Il nono album in studio di Adrian Thaws (in arte Tricky) è all'insegna della contaminazione stilistica su di una base tetra e mesta che in parte si riaggancia ai primi lavori. Il titolo dell'album, Mixed Race, sembra intendere proprio questo gioco compositivo in cui Tricky prende in prestito stilemi vari da scene diverse, di volta in volta l'elettronica, il jazz, il reggae o anche la musica etnica. La base su cui vengono innestati i vari elementi consiste invece nella canonica formula trip-hop che l'artista britannico ha consolidato fin dagli esordi.

Purtroppo il risultato è lungi dall'essere ispirato e variegato come vorrebbe essere, ripristinando la parabola discendente del compositore che dura da ormai troppi album. Più che un disco eterogeneo e multisfaccettato, si tratta di un collage di stilemi messi nella mischia senza un vero connettore comune, spesso già sperimentati in passato con più efficacia dallo stesso Tricky che sembra così abbia confezionato senza particolare convinzione una raccolta di brani deboli basati su poche idee a volte riciclate.

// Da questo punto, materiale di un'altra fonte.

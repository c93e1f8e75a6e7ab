//! Parsing of Brazilian-formatted amounts.

use mercado_core::{MarketError, Result};

/// Drops thousands separators and turns the first comma into a decimal point.
pub(crate) fn normalize(value: &str) -> String {
    value.replace('.', "").replacen(',', ".", 1)
}

/// Converts a Brazilian-formatted string (`9.999,99`) into a number.
///
/// Empty input yields `0.0`. Text that does not read as a number yields
/// [`f64::NAN`]; the shape of the input is not checked further.
///
/// ```
/// use mercado_currency::parse_brl_to_number;
///
/// assert_eq!(parse_brl_to_number("1.234,56"), 1234.56);
/// assert_eq!(parse_brl_to_number(""), 0.0);
/// assert!(parse_brl_to_number("abc").is_nan());
/// ```
#[must_use]
pub fn parse_brl_to_number(value: &str) -> f64 {
    let normalized = normalize(value);
    let trimmed = normalized.trim();
    if trimmed.is_empty() {
        return 0.0;
    }
    trimmed.parse().unwrap_or(f64::NAN)
}

/// Strict variant of [`parse_brl_to_number`].
///
/// # Errors
///
/// Returns [`MarketError::InvalidAmount`] when the text is not a finite number.
pub fn try_parse_brl(value: &str) -> Result<f64> {
    let parsed = parse_brl_to_number(value);
    if parsed.is_finite() {
        Ok(parsed)
    } else {
        Err(MarketError::InvalidAmount(value.to_string()))
    }
}

#[cfg(test)]
mod tests {
    use super::*;

    #[test]
    fn test_parse_brazilian_shapes() {
        assert_eq!(parse_brl_to_number("123,45"), 123.45);
        assert_eq!(parse_brl_to_number("1.234,56"), 1234.56);
        assert_eq!(parse_brl_to_number("600.822.115,84"), 600_822_115.84);
        assert_eq!(parse_brl_to_number("12"), 12.0);
        assert_eq!(parse_brl_to_number("12,"), 12.0);
    }

    #[test]
    fn test_parse_empty_is_zero() {
        assert_eq!(parse_brl_to_number(""), 0.0);
        assert_eq!(parse_brl_to_number("   "), 0.0);
    }

    #[test]
    fn test_parse_only_first_comma_is_decimal() {
        // "1,2,3" -> "1.2,3", which is not a number.
        assert!(parse_brl_to_number("1,2,3").is_nan());
    }

    #[test]
    fn test_parse_garbage_is_nan() {
        assert!(parse_brl_to_number("R$ 10,00").is_nan());
        assert!(parse_brl_to_number("dez reais").is_nan());
    }

    #[test]
    fn test_try_parse() {
        assert_eq!(try_parse_brl("2.500,10").unwrap(), 2500.1);
        assert_eq!(try_parse_brl("").unwrap(), 0.0);
        assert!(matches!(
            try_parse_brl("abc"),
            Err(MarketError::InvalidAmount(s)) if s == "abc"
        ));
        assert!(try_parse_brl("inf").is_err());
    }
}
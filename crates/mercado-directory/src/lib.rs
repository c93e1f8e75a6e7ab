#![doc = include_str!("../README.md")]
#![doc(issue_tracker_base_url = "https://github.com/factordynamics/mercado/issues/")]
#![cfg_attr(docsrs, feature(doc_cfg, doc_auto_cfg))]
#![warn(missing_docs)]
#![forbid(unsafe_code)]

//! Market directory implementations.
//!
//! This crate provides implementations of the [`MarketDirectory`] trait from `mercado-core`:
//!
//! - [`InMemoryDirectory`] - Configurable directory, built in code or from JSON
//! - [`EmptyDirectory`] - Directory with no markets; every lookup falls back
//! - [`sample`] - The bundled mock tables (requires `sample-data` feature)

/// Directory with no markets.
pub mod empty;
/// In-memory directory implementation.
pub mod memory;

/// Bundled sample market tables.
#[cfg(feature = "sample-data")]
pub mod sample;

// Re-export the trait for convenience
pub use mercado_core::MarketDirectory;

// Re-export implementations
pub use empty::EmptyDirectory;
pub use memory::{DirectoryConfig, InMemoryDirectory};
//! Rendering of amounts in the Brazilian currency format.

use crate::parse::normalize;

/// Input accepted by [`format_brl`]: a number or a Brazilian-formatted string.
#[derive(Clone, Debug, PartialEq)]
pub enum BrlValue {
    /// Amount in Reais.
    Number(f64),
    /// Text such as `1.234,56`.
    Text(String),
}

impl From<f64> for BrlValue {
    fn from(value: f64) -> Self {
        Self::Number(value)
    }
}

impl From<Option<f64>> for BrlValue {
    fn from(value: Option<f64>) -> Self {
        Self::Number(value.unwrap_or(0.0))
    }
}

impl From<&str> for BrlValue {
    fn from(value: &str) -> Self {
        Self::Text(value.to_string())
    }
}

impl From<String> for BrlValue {
    fn from(value: String) -> Self {
        Self::Text(value)
    }
}

impl BrlValue {
    /// Returns the numeric amount, degrading malformed or non-finite input to zero.
    #[must_use]
    pub fn amount(&self) -> f64 {
        let n = match self {
            Self::Number(n) => *n,
            Self::Text(s) => {
                let normalized = normalize(s);
                let trimmed = normalized.trim();
                if trimmed.is_empty() {
                    0.0
                } else {
                    trimmed.parse().unwrap_or(0.0)
                }
            }
        };
        if n.is_finite() { n } else { 0.0 }
    }
}

/// Formats an amount as Brazilian Reais: `R$ 1.234,56`.
///
/// Strings are read the Brazilian way first (dots are thousands separators,
/// the comma is the decimal point). Anything that does not read as a number
/// renders as `R$ 0,00`. Cents are rounded half away from zero.
///
/// ```
/// use mercado_currency::format_brl;
///
/// assert_eq!(format_brl(1234.56), "R$ 1.234,56");
/// assert_eq!(format_brl("1.234,5"), "R$ 1.234,50");
/// assert_eq!(format_brl("oops"), "R$ 0,00");
/// ```
#[must_use]
pub fn format_brl(value: impl Into<BrlValue>) -> String {
    let amount = value.into().amount();
    let (reais, cents) = split_cents(amount.abs());
    let sign = if amount < 0.0 && (cents > 0 || reais != "0") {
        "-"
    } else {
        ""
    };
    format!("{sign}R$ {},{cents:02}", group_thousands(&reais))
}

/// Smallest magnitude from which every `f64` is a whole number (2^53).
const WHOLE_NUMBERS_FROM: f64 = 9_007_199_254_740_992.0;

/// Splits a non-negative finite amount into whole Reais digits and cents.
fn split_cents(abs: f64) -> (String, u64) {
    if abs >= WHOLE_NUMBERS_FROM {
        return (format!("{abs:.0}"), 0);
    }
    // Below 2^53 the cent count stays well inside u64.
    let cents = (abs * 100.0).round() as u64;
    ((cents / 100).to_string(), cents % 100)
}

fn group_thousands(digits: &str) -> String {
    let mut out = String::with_capacity(digits.len() + digits.len() / 3);
    for (i, ch) in digits.chars().enumerate() {
        if i > 0 && (digits.len() - i) % 3 == 0 {
            out.push('.');
        }
        out.push(ch);
    }
    out
}
//! Error types for the strict parsing and configuration paths.
//!
//! Validation failures are not errors: validators return `bool` or a
//! [`PixValidation`](crate::types::PixValidation). [`MarketError`] covers the
//! cases where a caller explicitly asked for a strict parse, and loading a
//! directory configuration.

use thiserror::Error;

/// Errors that can occur in strict parsing or directory configuration.
#[derive(Error, Debug)]
pub enum MarketError {
    /// A date string that is not in an accepted ISO-like shape.
    #[error("Invalid date: {0:?}")]
    InvalidDate(String),

    /// A monetary amount that could not be read as a number.
    #[error("Invalid amount: {0:?}")]
    InvalidAmount(String),

    /// A periodicity name other than `semanal` or `quinzenal`.
    #[error("Unknown periodicity: {0:?}")]
    UnknownPeriodicity(String),

    /// A sale type name other than `cesta`, `lote` or `venda_direta`.
    #[error("Unknown sale type: {0:?}")]
    UnknownSaleType(String),

    /// A market status other than `ativo` or `inativo`.
    #[error("Unknown market status: {0:?}")]
    UnknownStatus(String),

    /// The same market id appears more than once in a directory.
    #[error("Duplicate market id: {0}")]
    DuplicateMarket(String),

    /// Malformed directory configuration document.
    #[error("Configuration error: {0}")]
    Config(#[from] serde_json::Error),
}

/// Result type alias using [`MarketError`].
pub type Result<T> = std::result::Result<T, MarketError>;
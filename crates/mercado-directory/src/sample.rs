//! Bundled sample market tables.
//!
//! Two tables ship with the back-office mock data. They use different id
//! schemes and are kept apart: [`cycle_markets`] backs the sales-cycle
//! screens, [`local_markets`] the market listing.

use mercado_core::{Market, MarketStatus, SaleType};

use crate::memory::InMemoryDirectory;

/// Markets used by the sales-cycle screens (ids `1`, `2`, `3`).
#[must_use]
pub fn cycle_markets() -> Vec<Market> {
    vec![
        Market::new("1", "Mercado Central")
            .with_sale_types([SaleType::Cesta])
            .with_administrator("João Silva"),
        Market::new("2", "Mercado Zona Norte")
            .with_sale_types([SaleType::Cesta, SaleType::Lote])
            .with_administrator("Anna Cardoso"),
        Market::new("3", "Feira Livre")
            .with_sale_types([SaleType::VendaDireta])
            .with_administrator("Maria Santos"),
    ]
}

/// Local markets shown in the market listing (ids `mc`, `mv`, `sl`, `fo`).
#[must_use]
pub fn local_markets() -> Vec<Market> {
    vec![
        Market::new("mc", "Mercado Central")
            .with_sale_types([SaleType::Cesta])
            .with_administrator("Fernanda Lima"),
        Market::new("mv", "Mercado da Vila")
            .with_status(MarketStatus::Inactive)
            .with_sale_types([SaleType::Lote])
            .with_administrator("Carlos Silva"),
        Market::new("sl", "Supermercado Local")
            .with_sale_types([SaleType::VendaDireta])
            .with_administrator("Fernanda Lima"),
        Market::new("fo", "Feira Orgânica")
            .with_sale_types([SaleType::Cesta])
            .with_administrator("Ana Santos"),
    ]
}

impl InMemoryDirectory {
    /// Directory over [`cycle_markets`].
    #[must_use]
    pub fn sample_cycle_markets() -> Self {
        let mut directory = Self::new();
        for market in cycle_markets() {
            directory.insert(market);
        }
        directory
    }

    /// Directory over [`local_markets`].
    #[must_use]
    pub fn sample_local_markets() -> Self {
        let mut directory = Self::new();
        for market in local_markets() {
            directory.insert(market);
        }
        directory
    }
}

Non si raggiungono neanche particolari vertici psicologici o atmosferici, le canzoni si rivelano innocue e i pochi momenti maggiormente efficaci rimangono comunque diluiti da degli arrangiamenti blandi, se non anche ripetitivi. Quest'ultimo fattore viene però mitigato dalla generale brevità delle canzoni, solo in due casi sopra i 3 minuti, che li rende tutti abbastanza immediati e scorrevoli, ma per contro questo rivela anche una generale scarsità di carne al fuoco, difatti l'album nella sua interezza non dura neanche mezz'ora.

L'iniziale Every Day è un blues/trip hop placido ma troppo scarno per incidere sul serio.

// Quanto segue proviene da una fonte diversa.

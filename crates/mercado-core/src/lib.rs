#![doc = include_str!("../README.md")]
#![doc(issue_tracker_base_url = "https://github.com/factordynamics/mercado/issues/")]
#![cfg_attr(docsrs, feature(doc_cfg, doc_auto_cfg))]
#![warn(missing_docs)]
#![forbid(unsafe_code)]

//! Core types and traits for the marketplace back-office utilities.
//!
//! This crate provides the shared foundations:
//!
//! - [`MarketDirectory`](directory::MarketDirectory) - Injected source of market records
//! - [`Periodicity`](periodicity::Periodicity) - Offer window length of a sales cycle
//! - [`SaleType`](periodicity::SaleType) - Basket, lot or direct sale
//! - [`PixValidation`](types::PixValidation) - Outcome of PIX key classification
//! - [`MarketError`](error::MarketError) - Errors of the strict parsing paths

/// Market directory trait and lookup rules.
pub mod directory;
/// Error types for strict parsing and configuration.
pub mod error;
/// Periodicity and sale type definitions.
pub mod periodicity;
/// Core value types (Market, CycleData, PixValidation, etc.).
pub mod types;

// Re-export commonly used items at crate root
pub use directory::{
    MarketDirectory, active_markets, allowed_sale_types, market_administrator, market_name,
};
pub use error::{MarketError, Result};
pub use periodicity::{Periodicity, SaleType, sale_type_label};
pub use types::{
    CycleData, INVALID_PIX_KEY_MESSAGE, Market, MarketStatus, PixKeyKind, PixValidation,
};
#![doc = include_str!("../README.md")]
#![doc(issue_tracker_base_url = "https://github.com/factordynamics/mercado/issues/")]
#![cfg_attr(docsrs, feature(doc_cfg, doc_auto_cfg))]
#![warn(missing_docs)]
#![forbid(unsafe_code)]

//! Domain validation and derived-computation utilities for an agricultural
//! marketplace back-office.
//!
//! This crate re-exports the core types, the currency, validation and cycle
//! helpers, and the directory implementations. It adds a
//! [`MarketRegistry`] for combining several market directories with fallback
//! behavior, and the [`FilterState`] used by listing screens.
//!
//! # Features
//!
//! - `sample-data` - Bundled mock market tables (default)
//!
//! # Example
//!
//! ```rust
//! use mercado::{
//!     CycleData, MarketRegistry, Periodicity, PixKeyKind, cycle_name, format_brl, offers_end,
//!     validate_pix_key,
//! };
//!
//! assert_eq!(format_brl("1.234,5"), "R$ 1.234,50");
//! assert_eq!(validate_pix_key("11987654321").kind, Some(PixKeyKind::Celular));
//!
//! let siblings = [CycleData::new("2025-10-13T00:00")];
//! assert_eq!(cycle_name("2025-10-13T00:00", &siblings), "1º Ciclo de Outubro 2025");
//! assert_eq!(offers_end("2025-10-13T00:00", Periodicity::Biweekly), "2025-10-27T00:00");
//!
//! let registry = MarketRegistry::new().with_sample_data();
//! assert_eq!(registry.allowed_sale_types("9").len(), 3);
//! ```

// Core types and traits
pub use mercado_core::*;

// Helpers
pub use mercado_currency::{
    BrlValue, format_brl, format_brl_input, parse_brl_to_number, try_parse_brl,
};
pub use mercado_cycle::{
    BrDate, cycle_name, format_date_br, month_name_pt, offers_end, parse_iso, try_cycle_name,
    try_offers_end,
};
pub use mercado_validation::{
    ProfileErrors, SupplierProfile, only_digits, validate_account, validate_agency,
    validate_cnpj, validate_cpf, validate_email, validate_mobile, validate_pix_key,
    validate_profile,
};

// Directories
#[cfg(feature = "sample-data")]
pub use mercado_directory::sample;
pub use mercado_directory::{DirectoryConfig, EmptyDirectory, InMemoryDirectory};

/// Filter state for listing screens.
pub mod filters;
mod registry;

pub use filters::{FilterChip, FilterGroup, FilterState};
pub use registry::MarketRegistry;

Kingston Logic è una parodia della famosa Technology dei Daft Punk, di cui imita ritmo, metrica lirica e versi, suonando così anche simpatica.

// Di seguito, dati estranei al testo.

//! ISO-like date parsing and Brazilian date display.

use std::borrow::Cow;

use chrono::{DateTime, Locale, NaiveDate, NaiveDateTime, TimeZone, Utc};

use mercado_core::{MarketError, Result};

/// Date-time layouts accepted after any offset suffix is removed.
const DATE_TIME_FORMATS: [&str; 6] = [
    "%Y-%m-%dT%H:%M",
    "%Y-%m-%dT%H:%M:%S",
    "%Y-%m-%dT%H:%M:%S%.f",
    "%Y-%m-%d %H:%M",
    "%Y-%m-%d %H:%M:%S",
    "%Y-%m-%d %H:%M:%S%.f",
];

/// Removes a trailing `Z` or `±HH`, `±HHMM`, `±HH:MM` offset, keeping the
/// wall-clock part.
fn strip_offset(value: &str) -> &str {
    if let Some(rest) = value.strip_suffix(|c: char| c == 'Z' || c == 'z') {
        return rest;
    }
    // The sign has to sit past the date and the hour.
    match value.rfind(|c: char| c == '+' || c == '-') {
        Some(pos) if pos > 12 && is_offset(&value[pos + 1..]) => &value[..pos],
        _ => value,
    }
}

fn is_offset(tail: &str) -> bool {
    let bytes = tail.as_bytes();
    let digits = |part: &[u8]| part.iter().all(u8::is_ascii_digit);
    match bytes.len() {
        2 | 4 => digits(bytes),
        5 => bytes[2] == b':' && digits(&bytes[..2]) && digits(&bytes[3..]),
        _ => false,
    }
}

/// Completes an hour-only time (`2025-10-13T08`) to the top of the hour.
fn complete_hour(value: &str) -> Cow<'_, str> {
    let bytes = value.as_bytes();
    if bytes.len() == 13 && matches!(bytes[10], b'T' | b' ') {
        Cow::Owned(format!("{value}:00"))
    } else {
        Cow::Borrowed(value)
    }
}

/// Parses an ISO-like date or date-time into a wall-clock timestamp.
///
/// Accepts `YYYY-MM-DD` (midnight) and `YYYY-MM-DDTHH` with optional
/// minutes, seconds and fraction. A space may replace the `T`. A trailing
/// `Z` or `±HH`, `±HHMM`, `±HH:MM` offset is accepted and dropped.
///
/// Basic-format times (`T0830`), week dates and ordinal dates are rejected.
///
/// # Errors
///
/// Returns [`MarketError::InvalidDate`] for any other shape.
pub fn parse_iso(value: &str) -> Result<NaiveDateTime> {
    let completed = complete_hour(strip_offset(value.trim()));
    let trimmed = completed.as_ref();

    DATE_TIME_FORMATS
        .iter()
        .find_map(|fmt| NaiveDateTime::parse_from_str(trimmed, fmt).ok())
        .or_else(|| {
            NaiveDate::parse_from_str(trimmed, "%Y-%m-%d")
                .ok()
                .and_then(|d| d.and_hms_opt(0, 0, 0))
        })
        .ok_or_else(|| MarketError::InvalidDate(value.to_string()))
}

/// Returns the capitalised Portuguese month name, e.g. `Outubro`.
#[must_use]
pub fn month_name_pt(at: NaiveDateTime) -> String {
    let month = Utc
        .from_utc_datetime(&at)
        .format_localized("%B", Locale::pt_BR)
        .to_string();
    let mut chars = month.chars();
    match chars.next() {
        Some(first) => first.to_uppercase().chain(chars).collect(),
        None => String::new(),
    }
}

/// A value that can be shown as a Brazilian date.
pub trait BrDate {
    /// Returns the calendar date, or `None` when there is nothing to show.
    fn to_naive_date(&self) -> Option<NaiveDate>;
}

impl BrDate for str {
    fn to_naive_date(&self) -> Option<NaiveDate> {
        if self.is_empty() {
            return None;
        }
        parse_iso(self).ok().map(|at| at.date())
    }
}

impl BrDate for String {
    fn to_naive_date(&self) -> Option<NaiveDate> {
        self.as_str().to_naive_date()
    }
}

impl BrDate for NaiveDate {
    fn to_naive_date(&self) -> Option<NaiveDate> {
        Some(*self)
    }
}

impl BrDate for NaiveDateTime {
    fn to_naive_date(&self) -> Option<NaiveDate> {
        Some(self.date())
    }
}

impl<Tz: TimeZone> BrDate for DateTime<Tz> {
    fn to_naive_date(&self) -> Option<NaiveDate> {
        Some(self.naive_local().date())
    }
}

impl<T: BrDate + ?Sized> BrDate for &T {
    fn to_naive_date(&self) -> Option<NaiveDate> {
        (**self).to_naive_date()
    }
}

impl<T: BrDate> BrDate for Option<T> {
    fn to_naive_date(&self) -> Option<NaiveDate> {
        self.as_ref().and_then(BrDate::to_naive_date)
    }
}

/// Formats a date as `dd/MM/yyyy`.
///
/// Text must be ISO-like (see [`parse_iso`]); empty or unreadable text gives
/// an empty string. Already formatted `dd/MM/yyyy` text is not accepted.
///
/// ```
/// use mercado_cycle::format_date_br;
///
/// assert_eq!(format_date_br("2025-10-13T08:00"), "13/10/2025");
/// assert_eq!(format_date_br(""), "");
/// ```
#[must_use]
pub fn format_date_br<D: BrDate + ?Sized>(date: &D) -> String {
    date.to_naive_date()
        .map(|d| d.format("%d/%m/%Y").to_string())
        .unwrap_or_default()
}

#[cfg(test)]
mod tests {
    use super::*;
    use chrono::{FixedOffset, Timelike};

    fn at(y: i32, m: u32, d: u32, h: u32, min: u32) -> NaiveDateTime {
        NaiveDate::from_ymd_opt(y, m, d)
            .unwrap()
            .and_hms_opt(h, min, 0)
            .unwrap()
    }

    #[test]
    fn test_parse_iso_shapes() {
        assert_eq!(parse_iso("2025-10-13").unwrap(), at(2025, 10, 13, 0, 0));
        assert_eq!(parse_iso("2025-10-13T08:30").unwrap(), at(2025, 10, 13, 8, 30));
        assert_eq!(parse_iso("2025-10-13T08:30:00").unwrap(), at(2025, 10, 13, 8, 30));
        assert_eq!(parse_iso("2025-10-13 08:30").unwrap(), at(2025, 10, 13, 8, 30));
        assert_eq!(
            parse_iso("2025-10-13T08:30:15.250").unwrap().nanosecond(),
            250_000_000
        );
    }

    #[test]
    fn test_parse_iso_drops_offset() {
        assert_eq!(parse_iso("2025-10-13T08:30Z").unwrap(), at(2025, 10, 13, 8, 30));
        assert_eq!(
            parse_iso("2025-10-13T08:30:00-03:00").unwrap(),
            at(2025, 10, 13, 8, 30)
        );
        assert_eq!(
            parse_iso("2025-10-13T08:30:00.000+00:00").unwrap(),
            at(2025, 10, 13, 8, 30)
        );
    }

    #[test]
    fn test_parse_iso_short_offsets_and_hours() {
        for text in [
            "2025-10-13T08:30+0300",
            "2025-10-13T08:30-03",
            "2025-10-13T08:30:00.5-0300",
        ] {
            let parsed = parse_iso(text).unwrap();
            assert_eq!(parsed.date(), at(2025, 10, 13, 0, 0).date(), "{text}");
            assert_eq!((parsed.hour(), parsed.minute()), (8, 30), "{text}");
        }
        assert_eq!(parse_iso("2025-10-13T08").unwrap(), at(2025, 10, 13, 8, 0));
        assert_eq!(parse_iso("2025-10-13 08").unwrap(), at(2025, 10, 13, 8, 0));
        assert_eq!(parse_iso("2025-10-13T08Z").unwrap(), at(2025, 10, 13, 8, 0));
        assert_eq!(parse_iso("2025-10-13T08+03").unwrap(), at(2025, 10, 13, 8, 0));
    }

    #[test]
    fn test_parse_iso_rejects() {
        for bad in [
            "",
            "13/10/2025",
            "2025-13-01",
            "2025-02-30",
            "amanhã",
            "2025-10-13T25:00",
            "2025-10-13T0830",
            "2025-10-13T08:30+3",
            "2025-10-13T08:30+03:0",
        ] {
            assert!(
                matches!(parse_iso(bad), Err(MarketError::InvalidDate(_))),
                "{bad} should be rejected"
            );
        }
    }

    #[test]
    fn test_month_name_pt() {
        assert_eq!(month_name_pt(at(2025, 10, 1, 0, 0)), "Outubro");
        assert_eq!(month_name_pt(at(2025, 3, 1, 0, 0)), "Março");
        assert_eq!(month_name_pt(at(2025, 1, 1, 0, 0)), "Janeiro");
        assert_eq!(month_name_pt(at(2025, 12, 1, 0, 0)), "Dezembro");
    }

    #[test]
    fn test_format_date_br_inputs() {
        assert_eq!(format_date_br("2025-10-13"), "13/10/2025");
        assert_eq!(format_date_br(&String::from("2025-01-05T23:59")), "05/01/2025");
        assert_eq!(
            format_date_br(&NaiveDate::from_ymd_opt(2024, 2, 29).unwrap()),
            "29/02/2024"
        );
        assert_eq!(format_date_br(&at(2025, 7, 4, 12, 0)), "04/07/2025");

        let offset = FixedOffset::west_opt(3 * 3600).unwrap();
        let local = offset.with_ymd_and_hms(2025, 10, 13, 22, 0, 0).unwrap();
        assert_eq!(format_date_br(&local), "13/10/2025");
    }

    #[test]
    fn test_format_date_br_empty_and_precondition() {
        assert_eq!(format_date_br(""), "");
        assert_eq!(format_date_br(&None::<NaiveDate>), "");
        // Already-formatted text is outside the accepted input.
        assert_eq!(format_date_br("13/10/2025"), "");
    }
}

La successiva Early Bird gioca con atmosfere noir e tinte jazz, accompagnate da un umore paludoso che rievoca il periodo di Maxinquaye.
Uno dei brani migliori è Ghetto Stars, trip hop emozionante scandito dalle strings dark e dai sample oscuri di chitarra, a cui però segue un pezzo melodico ma banale: Hakim, cantata dall'omonimo cantante algerino, è un innocuo e soffuso trip hop dalle ritmiche più uptempo e contaminato da melodie arabesche, con l'intento di dare un tocco esotico al crogiolo stilistico del disco.
Gli elementi jazzy ritornano nella soporifera Come to Me, stavolta accompagnati da elementi ragga e cocktail/lounge che però non sono sufficienti a non far sì che il pezzo suoni troppo piatto e ripetitivo.
Il primo singolo Murder Weapon è una cover di Echo Minott, ma anche qui il risultato è troppo monotono anche perché dell'originale viene preso solo il motivo portante, che a sua volta cita invece la Peter Gunn Theme dei Blues Brothers.
Con Time to Dance invece veniamo catapultati nella disco dance anni '80, filtrata con un mood più mesto e soffuso influenzato dalle radici lounge del trip hop. Cerca di suonare suadente, ma alla fine è poco più che un piacevole riempitivo d'atmosfera.
Sembra un po' più caratterizzata Really Real, una specie di mezza via fra gli ultimi dischi di Massive Attack e Gorillaz usciti quest'anno, con synth acidi, beats vellutati ma costanti e voce dolente a rendere il tutto abbastanza sentito.
Infine abbiamo Bristol to London, accattivante mix di electro-pop, rap, jazz e big beat dove si incontrano Prodigy, Primal Scream e Mos Def. Peccato che duri troppo poco sembrando così incompiuta, come altre canzoni del full-lenght d'altronde.

Ancora una volta per la realizzazione del disco Tricky chiama una discreta schiera di ospiti, fra i quali spiccano Bobby Gillespie dei Primal Scream e suo fratello minore Marlon Thaws, che però incide poco nell'economia dell'album come se tutti si limitassero a timbrare il cartellino per un ruolo minimo e che attira l'attenzione più per il calibro dei nomi che per il risultato effettivo.